My daughters bring friends to visit. They never have to check whether their friends would be acceptable. I would be horrified if they thought they had to. I might be able to list the nationalities of the visitors we have had but why should I? They came as friends and needed no other designation.

I hope I can retain the capacity to see stereotypes as the lies they are.

Og
 
You mean we can only pick one? Damn!

Lets start with the brothers, my oldest brother thinks he is cool when making wise ass remarks about ethnic people different from us, until one day my daughter pointed out that his lips were rather large and his nose rather big! Did I correct her, absolutely not, she was only 8 and was making a valid point.

Second brother, works in a large city and works and deals with every walk of life in his profession. HE is the worst! My mom always sticks up for him and says he works with it and sees what others do first hand. Well Im sorry, just because he runs into a few that may have different up bringings then himself doesnt give him the excuse to use them as the poster people for their race. He is married to a chinese lady who is increadibly racist herself.

The third, well he just has to grow up, doesnt know when to make some statments, specially around my in laws who are very old fashioned. Jokes about sex and very grown up ideas come out at family functions etc. I finally had to tell him the last time he was over for my birthday that there was a time and a place for everything and this was not the time for those kind of comments. Then explained that it makes me look bad and feel uncomfortable infront of my inlaws.

My Dad, well there is just no excuse other than ignorance!

My inlaws, well they grew up in the old days were white folk were superior, too bad they havent realized with an East Indian neice, and a chinese lady in my family that white folk arent the only ones in this world.
In more than one occasion I had to step up to the plate and say, "Not around the kids, or lets change the subject , this isnt appropriate around our children."

I know a few white folk that Id rather have dragged over hot rocks and glass before Id pick someone of a different ethnic background!

Im glad that our kids rarely see the colour of peoples skin.
C
 
In an odd twist, I find myself in a piece of quandry.

You see, my husband is Eastern Indian, with that beautiful dark skin. He's the lightest-skinned person of his family, however still incredibly dark. When I go to where he is from, it is often days (and on occasion a week) before I'll see another caucasion woman. I have gotten awkward stares, and a couple of times felt fairly belittled at some of the commentary made toward me.

It's interesting, both he and I thought he'd be facing more racist issues when he moved in with me, but I see more of it when I go to his place of orgin (although not from his biological family who seem to have accepted me without problem).

LT
 
SeaCat said:
Have you ever wanted to dope slap a family member to just wake them the hell up?

My parents were down.
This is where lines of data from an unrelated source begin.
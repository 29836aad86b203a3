//! Serialization adapter benchmarks.

use campus_bench::populated_registry;
use campus_codec::Workbook;
use campus_core::{blob, report, rows};
use criterion::{black_box, criterion_group, criterion_main, BenchmarkId, Criterion, Throughput};

const SIZES: [usize; 3] = [100, 1000, 5000];

/// Benchmark the local JSON blob.
fn bench_blob(c: &mut Criterion) {
    let mut group = c.benchmark_group("blob");

    for students in SIZES.iter() {
        let registry = populated_registry(*students, 20, 60);
        let text = blob::encode(&registry).unwrap();
        group.throughput(Throughput::Bytes(text.len() as u64));

        group.bench_with_input(BenchmarkId::new("encode", students), &registry, |b, registry| {
            b.iter(|| black_box(blob::encode(registry).unwrap()));
        });
        group.bench_with_input(BenchmarkId::new("decode", students), &text, |b, text| {
            b.iter(|| black_box(blob::decode_registry(text)));
        });
    }
    group.finish();
}

/// Benchmark the workbook document.
fn bench_workbook(c: &mut Criterion) {
    let mut group = c.benchmark_group("workbook");

    for students in SIZES.iter() {
        let registry = populated_registry(*students, 20, 60);
        let bytes = rows::to_workbook(&registry).to_bytes().unwrap();
        group.throughput(Throughput::Bytes(bytes.len() as u64));

        group.bench_with_input(BenchmarkId::new("export", students), &registry, |b, registry| {
            b.iter(|| black_box(rows::to_workbook(registry).to_bytes().unwrap()));
        });
        group.bench_with_input(BenchmarkId::new("import", students), &bytes, |b, bytes| {
            b.iter(|| {
                let workbook = Workbook::from_bytes(black_box(bytes)).unwrap();
                let mut registry = campus_core::Registry::new();
                rows::import_workbook(&mut registry, &workbook).unwrap();
                black_box(registry);
            });
        });
    }
    group.finish();
}

/// Benchmark the flat text report.
fn bench_report(c: &mut Criterion) {
    let registry = populated_registry(1000, 20, 60);
    c.bench_function("report_1000", |b| {
        b.iter(|| black_box(report::to_delimited_text(black_box(&registry))));
    });
}

criterion_group!(benches, bench_blob, bench_workbook, bench_report);
criterion_main!(benches);
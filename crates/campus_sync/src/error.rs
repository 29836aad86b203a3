//! Error types for the remote store.

use thiserror::Error;

/// Result type for transport operations.
pub type SyncResult<T> = Result<T, SyncError>;

/// Errors raised while talking to the remote service.
#[derive(Error, Debug, Clone, PartialEq, Eq)]
pub enum SyncError {
    /// Network or transport error.
    #[error("transport error: {message}")]
    Transport {
        /// Error message.
        message: String,
        /// Whether the request can be retried.
        retryable: bool,
    },

    /// The service answered with a non-success status.
    #[error("remote returned status {code}: {message}")]
    Status {
        /// HTTP status code.
        code: u16,
        /// Response body or reason.
        message: String,
    },

    /// The response could not be understood.
    #[error("protocol error: {0}")]
    Protocol(String),

    /// The remote configuration is unusable.
    #[error("invalid remote configuration: {0}")]
    InvalidConfig(String),

    /// The transport was closed.
    #[error("not connected to remote")]
    NotConnected,
}

impl SyncError {
    /// Creates a retryable transport error.
    pub fn transport_retryable(message: impl Into<String>) -> Self {
        Self::Transport {
            message: message.into(),
            retryable: true,
        }
    }

    /// Creates a non-retryable transport error.
    pub fn transport_fatal(message: impl Into<String>) -> Self {
        Self::Transport {
            message: message.into(),
            retryable: false,
        }
    }

    /// Creates a status error.
    pub fn status(code: u16, message: impl Into<String>) -> Self {
        Self::Status {
            code,
            message: message.into(),
        }
    }

    /// Returns true if the request can be retried.
    ///
    /// Rate limiting (429) and server errors (5xx) are retryable; other
    /// statuses mean the request itself is wrong.
    pub fn is_retryable(&self) -> bool {
        match self {
            SyncError::Transport { retryable, .. } => *retryable,
            SyncError::Status { code, .. } => *code == 429 || *code >= 500,
            _ => false,
        }
    }
}

#[cfg(test)]
mod tests {
    use super::*;

    #[test]
    fn retryable_errors() {
        assert!(SyncError::transport_retryable("connection reset").is_retryable());
        assert!(!SyncError::transport_fatal("invalid certificate").is_retryable());
        assert!(SyncError::status(503, "unavailable").is_retryable());
        assert!(SyncError::status(429, "slow down").is_retryable());
        assert!(!SyncError::status(403, "bad key").is_retryable());
        assert!(!SyncError::NotConnected.is_retryable());
    }

    #[test]
    fn error_display() {
        assert_eq!(SyncError::NotConnected.to_string(), "not connected to remote");
        let err = SyncError::status(404, "Requested entity was not found.");
        assert_eq!(
            err.to_string(),
            "remote returned status 404: Requested entity was not found."
        );
    }
}
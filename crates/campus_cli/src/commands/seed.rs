//! Seed and clear commands.

use super::{open, CliError};
use std::path::Path;

/// Loads the demonstration dataset into `path`.
pub fn run(path: &Path, force: bool) -> Result<(), Box<dyn std::error::Error>> {
    let mut db = open(path)?;
    if !db.registry().is_empty() && !force {
        return Err(CliError::NotEmpty(path.display().to_string()).into());
    }

    db.load_sample();
    db.flush()?;

    let summary = db.summary();
    println!(
        "Seeded {}: {} students, {} faculty, {} courses, {} departments",
        summary.university, summary.students, summary.faculty, summary.courses, summary.departments
    );
    Ok(())
}

/// Removes every record from `path`.
pub fn clear(path: &Path, yes: bool) -> Result<(), Box<dyn std::error::Error>> {
    if !yes {
        return Err(CliError::NotConfirmed("clear all data").into());
    }
    let mut db = open(path)?;
    db.clear();
    db.flush()?;
    println!("All data cleared");
    Ok(())
}
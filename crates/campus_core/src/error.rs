//! Error types for CampusDB core.

use crate::entity::EntityKind;
use campus_codec::TableName;
use thiserror::Error;

/// Result type for core operations.
pub type CoreResult<T> = Result<T, CoreError>;

/// Errors that can occur in CampusDB core operations.
#[derive(Debug, Error)]
pub enum CoreError {
    /// Create was called with an identifier that already exists.
    #[error("{kind} {id} already exists")]
    DuplicateIdentifier {
        /// Collection the identifier collided in.
        kind: EntityKind,
        /// The colliding identifier.
        id: String,
    },

    /// Update, delete or a relationship helper named an unknown identifier.
    #[error("{kind} {id} not found")]
    NotFound {
        /// Collection that was searched.
        kind: EntityKind,
        /// The identifier that was not found.
        id: String,
    },

    /// A score was assigned for a course the student is not enrolled in.
    #[error("student {student} is not enrolled in course {course}")]
    CourseNotEnrolled {
        /// Student identifier.
        student: String,
        /// Course identifier.
        course: String,
    },

    /// A score was NaN or infinite. Such values cannot be stored.
    #[error("score for student {student} in course {course} is not a finite number")]
    NonFiniteScore {
        /// Student identifier.
        student: String,
        /// Course identifier.
        course: String,
    },

    /// The local blob, or one of its collections, could not be decoded.
    #[error("malformed persisted state: {message}")]
    MalformedPersistedState {
        /// Description of the problem.
        message: String,
    },

    /// A row of a tabular representation could not be parsed.
    #[error("malformed row {row} in table {table}: {message}")]
    MalformedRow {
        /// Table the row belongs to.
        table: TableName,
        /// 1-based row number, counting the header as row 1.
        row: usize,
        /// Description of the problem.
        message: String,
    },

    /// The remote tabular store could not be reached or refused a request.
    #[error("remote table {table} unavailable: {message}")]
    RemoteUnavailable {
        /// Table being read or written.
        table: TableName,
        /// Description of the failure.
        message: String,
    },

    /// A remote table was cleared but could not be rewritten.
    ///
    /// The remote table may be left empty.
    #[error("remote table {table} was cleared but not rewritten: {message}")]
    PartialWriteFailure {
        /// Table that was left in an unknown state.
        table: TableName,
        /// Description of the failure.
        message: String,
    },

    /// Local storage error.
    #[error("storage error: {0}")]
    Storage(#[from] campus_storage::StorageError),

    /// Tabular codec error.
    #[error("codec error: {0}")]
    Codec(#[from] campus_codec::CodecError),
}

impl CoreError {
    /// Creates a `NotFound` error.
    pub fn not_found(kind: EntityKind, id: impl Into<String>) -> Self {
        Self::NotFound {
            kind,
            id: id.into(),
        }
    }

    /// Creates a `DuplicateIdentifier` error.
    pub fn duplicate(kind: EntityKind, id: impl Into<String>) -> Self {
        Self::DuplicateIdentifier {
            kind,
            id: id.into(),
        }
    }

    /// Creates a `NonFiniteScore` error.
    pub fn non_finite_score(student: impl Into<String>, course: impl Into<String>) -> Self {
        Self::NonFiniteScore {
            student: student.into(),
            course: course.into(),
        }
    }

    /// Creates a `MalformedPersistedState` error.
    pub fn malformed_state(message: impl Into<String>) -> Self {
        Self::MalformedPersistedState {
            message: message.into(),
        }
    }

    /// Creates a `MalformedRow` error.
    pub fn malformed_row(table: TableName, row: usize, message: impl Into<String>) -> Self {
        Self::MalformedRow {
            table,
            row,
            message: message.into(),
        }
    }

    /// Creates a `RemoteUnavailable` error.
    pub fn remote_unavailable(table: TableName, message: impl Into<String>) -> Self {
        Self::RemoteUnavailable {
            table,
            message: message.into(),
        }
    }

    /// Creates a `PartialWriteFailure` error.
    pub fn partial_write(table: TableName, message: impl Into<String>) -> Self {
        Self::PartialWriteFailure {
            table,
            message: message.into(),
        }
    }

    /// Returns true if the store is known to be in its pre-call state.
    ///
    /// Only a partial remote write leaves external state inconsistent.
    #[must_use]
    pub fn is_recoverable(&self) -> bool {
        !matches!(self, Self::PartialWriteFailure { .. })
    }
}
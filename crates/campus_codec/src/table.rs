//! Tables and the fixed table names of the schema.

use crate::error::CodecError;
use serde::{Deserialize, Serialize};
use std::fmt;
use std::str::FromStr;

/// The five named tables every tabular representation carries.
#[derive(Debug, Clone, Copy, PartialEq, Eq, Hash, PartialOrd, Ord)]
pub enum TableName {
    /// One row per student.
    Students,
    /// One row per faculty member.
    Faculty,
    /// One row per course.
    Courses,
    /// One row per department.
    Departments,
    /// A single row holding the university profile.
    University,
}

impl TableName {
    /// All tables, in the order they are read and written.
    pub const ALL: [TableName; 5] = [
        TableName::Students,
        TableName::Faculty,
        TableName::Courses,
        TableName::Departments,
        TableName::University,
    ];

    /// Returns the table name as it appears in documents and remote ranges.
    #[must_use]
    pub const fn as_str(self) -> &'static str {
        match self {
            TableName::Students => "Students",
            TableName::Faculty => "Faculty",
            TableName::Courses => "Courses",
            TableName::Departments => "Departments",
            TableName::University => "University",
        }
    }

    /// Returns the header row used when writing this table.
    #[must_use]
    pub const fn header(self) -> &'static [&'static str] {
        match self {
            TableName::Students => &["ID", "Name", "Age", "Gender", "Department", "Courses", "Grades"],
            TableName::Faculty => &["ID", "Name", "Department", "Courses Taught"],
            TableName::Courses => &["ID", "Name", "Credit Hours", "Faculty", "Students"],
            TableName::Departments => &["ID", "Name", "Head", "Courses"],
            TableName::University => &["Name", "Address"],
        }
    }
}

impl fmt::Display for TableName {
    fn fmt(&self, f: &mut fmt::Formatter<'_>) -> fmt::Result {
        f.write_str(self.as_str())
    }
}

impl FromStr for TableName {
    type Err = CodecError;

    fn from_str(s: &str) -> Result<Self, Self::Err> {
        TableName::ALL
            .into_iter()
            .find(|t| t.as_str() == s)
            .ok_or_else(|| CodecError::UnknownTable { name: s.to_string() })
    }
}

/// A table of string cells: an optional header row followed by data rows.
///
/// Rows may be ragged. Readers treat missing trailing cells as empty
/// strings (see [`Table::cell`]), matching how spreadsheet services trim
/// empty cells from the end of a row.
#[derive(Debug, Clone, Default, PartialEq, Eq, Serialize, Deserialize)]
pub struct Table {
    rows: Vec<Vec<String>>,
}

impl Table {
    /// Creates an empty table (no header, no rows).
    #[must_use]
    pub fn new() -> Self {
        Self::default()
    }

    /// Creates a table from raw rows, the first of which is the header.
    #[must_use]
    pub fn from_rows(rows: Vec<Vec<String>>) -> Self {
        Self { rows }
    }

    /// Creates a table holding only a header row.
    pub fn with_header<I, S>(header: I) -> Self
    where
        I: IntoIterator<Item = S>,
        S: Into<String>,
    {
        Self {
            rows: vec![header.into_iter().map(Into::into).collect()],
        }
    }

    /// Appends a row and returns the table.
    #[must_use]
    pub fn row<I, S>(mut self, cells: I) -> Self
    where
        I: IntoIterator<Item = S>,
        S: Into<String>,
    {
        self.push_row(cells);
        self
    }

    /// Appends a row.
    pub fn push_row<I, S>(&mut self, cells: I)
    where
        I: IntoIterator<Item = S>,
        S: Into<String>,
    {
        self.rows.push(cells.into_iter().map(Into::into).collect());
    }

    /// Appends raw rows.
    pub fn extend_rows(&mut self, rows: impl IntoIterator<Item = Vec<String>>) {
        self.rows.extend(rows);
    }

    /// Returns the header row, if any.
    #[must_use]
    pub fn header(&self) -> Option<&[String]> {
        self.rows.first().map(Vec::as_slice)
    }

    /// Returns every row after the header.
    #[must_use]
    pub fn data_rows(&self) -> &[Vec<String>] {
        self.rows.get(1..).unwrap_or(&[])
    }

    /// Returns true if the table holds at least one data row.
    ///
    /// A table with only a header, or no rows at all, carries no data.
    #[must_use]
    pub fn has_data(&self) -> bool {
        self.rows.len() >= 2
    }

    /// Returns all rows including the header.
    #[must_use]
    pub fn rows(&self) -> &[Vec<String>] {
        &self.rows
    }

    /// Consumes the table and returns its rows.
    #[must_use]
    pub fn into_rows(self) -> Vec<Vec<String>> {
        self.rows
    }

    /// Returns the number of rows including the header.
    #[must_use]
    pub fn len(&self) -> usize {
        self.rows.len()
    }

    /// Returns true if the table has no rows at all.
    #[must_use]
    pub fn is_empty(&self) -> bool {
        self.rows.is_empty()
    }

    /// Returns the cell at `index` in `row`, or `""` when the row is short.
    #[must_use]
    pub fn cell(row: &[String], index: usize) -> &str {
        row.get(index).map(String::as_str).unwrap_or("")
    }
}
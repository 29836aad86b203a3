//! # Campus Core
//!
//! Record store and data layer for CampusDB, a manager for the academic
//! records of one university.
//!
//! This crate provides:
//! - The entity types ([`Student`], [`Faculty`], [`Course`], [`Department`],
//!   [`University`])
//! - [`Registry`]: the in-memory record store with cross-reference repair
//!   and cascading deletes
//! - [`Database`]: the facade that persists and announces every mutation
//! - Serialization adapters: the local JSON blob ([`blob`]), row mapping
//!   for workbooks and remote tables ([`rows`]) and one-way reports
//!   ([`report`])
//! - Derived views ([`views`]): averages, top students, summaries
//!
//! ## Quick Start
//!
//! ```rust
//! use campus_core::{Course, Database, EntityKind, Student, StudentPatch};
//!
//! let mut db = Database::open_in_memory().unwrap();
//! db.add_course(Course::new("CS101", "Introduction to Programming", 3)).unwrap();
//! db.add_student(
//!     Student::new("STU001", "Alice Johnson", 20, "Female", "Computer Science")
//!         .with_grade("CS101", 3.7),
//! )
//! .unwrap();
//!
//! // the course roster follows the student's course list
//! assert!(db.registry().course("CS101").unwrap().has_student("STU001"));
//!
//! db.update_student("STU001", StudentPatch::new().courses(Vec::<String>::new())).unwrap();
//! assert!(!db.registry().course("CS101").unwrap().has_student("STU001"));
//!
//! db.delete(EntityKind::Course, "CS101").unwrap();
//! ```

#![deny(unsafe_code)]
#![warn(missing_docs)]

pub mod blob;
mod change_feed;
mod config;
mod database;
mod entity;
mod error;
mod persistence;
mod registry;
pub mod report;
pub mod rows;
pub mod sample;
mod stats;
pub mod validate;
pub mod views;

pub use change_feed::{ChangeEvent, ChangeFeed, ChangeType};
pub use config::{Config, DEFAULT_STORAGE_KEY};
pub use database::Database;
pub use entity::{Course, Department, EntityKind, Faculty, Grades, Record, Student, University};
pub use error::{CoreError, CoreResult};
pub use persistence::{LoadReport, LocalPersistence, Persistence};
pub use registry::{
    Collection, CoursePatch, DeleteImpact, DepartmentPatch, FacultyPatch, Field, Reference,
    Registry, StudentPatch, Violation,
};
pub use stats::{DatabaseStats, StatsSnapshot};
pub use views::View;

// Re-export the lower layers for convenience
pub use campus_codec::{Table, TableName, Workbook};
pub use campus_storage::{FileStore, InMemoryStore, LocalStore};
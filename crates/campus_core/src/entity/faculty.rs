use super::{EntityKind, Record};
use serde::{Deserialize, Serialize};

/// A faculty member.
#[derive(Debug, Clone, Default, PartialEq, Eq, Serialize, Deserialize)]
#[serde(rename_all = "camelCase", default)]
pub struct Faculty {
    /// Unique identifier.
    pub id: String,
    /// Full name.
    pub name: String,
    /// Department name (not identifier).
    pub department: String,
    /// Identifiers of courses this member is assigned to.
    pub courses_taught: Vec<String>,
}

impl Faculty {
    /// Creates a faculty member teaching nothing.
    pub fn new(id: impl Into<String>, name: impl Into<String>, department: impl Into<String>) -> Self {
        Self {
            id: id.into(),
            name: name.into(),
            department: department.into(),
            courses_taught: Vec::new(),
        }
    }

    /// Adds a taught course and returns the faculty member.
    #[must_use]
    pub fn with_course(mut self, course: impl Into<String>) -> Self {
        let course = course.into();
        if !self.teaches(&course) {
            self.courses_taught.push(course);
        }
        self
    }

    /// Returns true if `course` is in the taught set.
    #[must_use]
    pub fn teaches(&self, course: &str) -> bool {
        self.courses_taught.iter().any(|c| c == course)
    }
}

impl Record for Faculty {
    const KIND: EntityKind = EntityKind::Faculty;

    fn id(&self) -> &str {
        &self.id
    }

    fn name(&self) -> &str {
        &self.name
    }
}
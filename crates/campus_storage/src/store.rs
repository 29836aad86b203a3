//! Local store trait definition.

use crate::error::{StorageError, StorageResult};

/// Maximum length of a key in bytes.
pub const MAX_KEY_LEN: usize = 128;

/// A durable local key-value store.
///
/// Stores are **opaque text stores**. They keep whole values under string
/// keys and never look inside them. The record store owns the blob format.
///
/// # Invariants
///
/// - `get` on a key that was never written returns `Ok(None)`
/// - `put` replaces any previous value for the key
/// - after `flush` returns, every `put` made so far survives a restart
///   (for stores that persist at all)
///
/// # Implementors
///
/// - [`super::InMemoryStore`] - For testing
/// - [`super::FileStore`] - For persistent storage
pub trait LocalStore: Send + Sync {
    /// Returns the value stored under `key`, if any.
    ///
    /// # Errors
    ///
    /// Returns an error if the key is invalid or the value cannot be read.
    fn get(&self, key: &str) -> StorageResult<Option<String>>;

    /// Stores `value` under `key`, replacing any previous value.
    ///
    /// # Errors
    ///
    /// Returns an error if the key is invalid or the write fails.
    fn put(&mut self, key: &str, value: &str) -> StorageResult<()>;

    /// Removes `key`. Returns whether a value was present.
    ///
    /// # Errors
    ///
    /// Returns an error if the key is invalid or the removal fails.
    fn remove(&mut self, key: &str) -> StorageResult<bool>;

    /// Lists all keys currently stored, sorted.
    ///
    /// # Errors
    ///
    /// Returns an error if the listing fails.
    fn keys(&self) -> StorageResult<Vec<String>>;

    /// Flushes pending writes to durable storage.
    ///
    /// # Errors
    ///
    /// Returns an error if the flush operation fails.
    fn flush(&mut self) -> StorageResult<()>;
}

/// Checks that `key` is usable by every store.
///
/// Keys must be non-empty, at most [`MAX_KEY_LEN`] bytes, must not start
/// with a dot, and may only contain ASCII letters, digits, `_`, `-` and `.`.
///
/// # Errors
///
/// Returns [`StorageError::InvalidKey`] describing the first rule broken.
pub fn validate_key(key: &str) -> StorageResult<()> {
    if key.is_empty() {
        return Err(StorageError::invalid_key(key, "key is empty"));
    }
    if key.len() > MAX_KEY_LEN {
        return Err(StorageError::invalid_key(key, "key is too long"));
    }
    if key.starts_with('.') {
        return Err(StorageError::invalid_key(key, "key starts with a dot"));
    }
    if !key
        .bytes()
        .all(|b| b.is_ascii_alphanumeric() || matches!(b, b'_' | b'-' | b'.'))
    {
        return Err(StorageError::invalid_key(
            key,
            "key contains characters outside [A-Za-z0-9_.-]",
        ));
    }
    Ok(())
}

#[cfg(test)]
mod tests {
    use super::*;

    #[test]
    fn accepts_portable_keys() {
        assert!(validate_key("uniManageData").is_ok());
        assert!(validate_key("backup-2024.01_a").is_ok());
    }

    #[test]
    fn rejects_bad_keys() {
        assert!(validate_key("").is_err());
        assert!(validate_key(".hidden").is_err());
        assert!(validate_key("../escape").is_err());
        assert!(validate_key("with space").is_err());
        assert!(validate_key(&"k".repeat(MAX_KEY_LEN + 1)).is_err());
    }

    proptest::proptest! {
        #[test]
        fn portable_keys_always_validate(key in "[A-Za-z0-9_-][A-Za-z0-9_.-]{0,63}") {
            proptest::prop_assert!(validate_key(&key).is_ok());
        }

        #[test]
        fn keys_with_separators_never_validate(prefix in "[a-z]{0,8}", suffix in "[a-z]{0,8}") {
            let key = format!("{prefix}/{suffix}");
            proptest::prop_assert!(validate_key(&key).is_err());
        }
    }
}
As we were driving through certain parts of West Palm Beach my father made several comments which brought it home once again just how bigoted he is. (Thankfully he didn't make these types of comments in front of my friends kids.) Here is a man who is widely traveled, highly educated, and has on more than one occasion risked his life in the defense of others who were not neccasarily of his race or religeon. Even with all of this he just can't or doesn't want to break the old way of thinking he was raised with.

I have never been so close to slapping him along side the head with a 2x4 to wake his ass up. (My wife sensing what I was about to do stepped in before I rattled my fathers cage. He later appologised but still.)

Cat

You're describing a family trait there...

There are several members of my extended family that has stopped talkig to other parts of the family because of things like that.